Learner-driven is one of those labels that often oversimplify what it attempts to described. Generally it’s shorthand for self-directed. The learner directs the learning instead of the teacher or instructor. As if all teachers do is present content, learner-driven is quickly reduced to “pick your own content.”
Think a moment about what’s being driven. Is it the learner? No. It is the effectiveness of the learning process as well as the selection of sources. In a truly learner-driven environment, each of us must be our own instructional designer.
Kathy Sierra’s Crash Course in Learning Design is an excellent starting point for learning to think like a designer.
To get our arms around the whole learning process, we need to take charge of functions that occur outside the narrow confines of the surface activity of classrooms. If you get sick at school, you go see the school nurse. If we have a physical set-back, be it whooping cough or ADD, each of us must be our own diagnostician and primary care-provider.

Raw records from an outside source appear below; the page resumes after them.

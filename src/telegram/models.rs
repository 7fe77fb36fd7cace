use serde::{Deserialize, Serialize};

/// Envelope returned by every Bot API method.
#[derive(Debug, Deserialize)]
pub(crate) struct ApiResponse<T> {
    pub ok: bool,
    pub result: Option<T>,
    pub description: Option<String>,
    pub error_code: Option<i64>,
}

#[derive(Debug, Clone, Deserialize)]
pub struct Update {
    pub update_id: i64,
    pub message: Option<Message>,
}

#[derive(Debug, Clone, Deserialize)]
pub struct Message {
    pub message_id: i64,
    pub from: Option<TelegramUser>,
    pub chat: Chat,
    #[serde(default)]
    pub date: i64,
    pub text: Option<String>,
}

#[derive(Debug, Clone, PartialEq, Deserialize)]
pub struct TelegramUser {
    pub id: i64,
    #[serde(default)]
    pub is_bot: bool,
    pub first_name: String,
    pub username: Option<String>,
}

impl TelegramUser {
    pub fn display_name(&self) -> &str {
        match self.username.as_deref() {
            Some(username) if !username.is_empty() => username,
            _ if !self.first_name.is_empty() => self.first_name.as_str(),
            _ => "Unknown",
        }
    }
}

#[derive(Debug, Clone, Deserialize)]
pub struct Chat {
    pub id: i64,
    #[serde(rename = "type")]
    pub kind: String,
}

#[derive(Debug, Serialize)]
pub(crate) struct GetUpdates {
    #[serde(skip_serializing_if = "Option::is_none")]
    pub offset: Option<i64>,
    pub timeout: u64,
    pub allowed_updates: Vec<&'static str>,
}

#[derive(Debug, Serialize)]
pub(crate) struct SendMessage<'a> {
    pub chat_id: i64,
    pub text: &'a str,
    pub parse_mode: &'static str,
    pub disable_web_page_preview: bool,
}

#[derive(Debug, Serialize)]
pub(crate) struct SendPhoto<'a> {
    pub chat_id: i64,
    pub photo: &'a str,
    pub caption: &'a str,
    pub parse_mode: &'static str,
}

Certain behaviors impede our learning process. If you only get four hours of sleep a night, your facility for learning shuts down. A handy article entited Hacking Knowledge: 77 Ways to Learn Faster, Deeper, Better is a compendium of things in addition to content and design that make for effective learning. Read through the list, asking yourself which of the 77 you could leave out with no consequences. (I buy into about 65 of the 77.) This means that each of us must be our own coach.
Murphy’s Second Law: You can never do just one thing.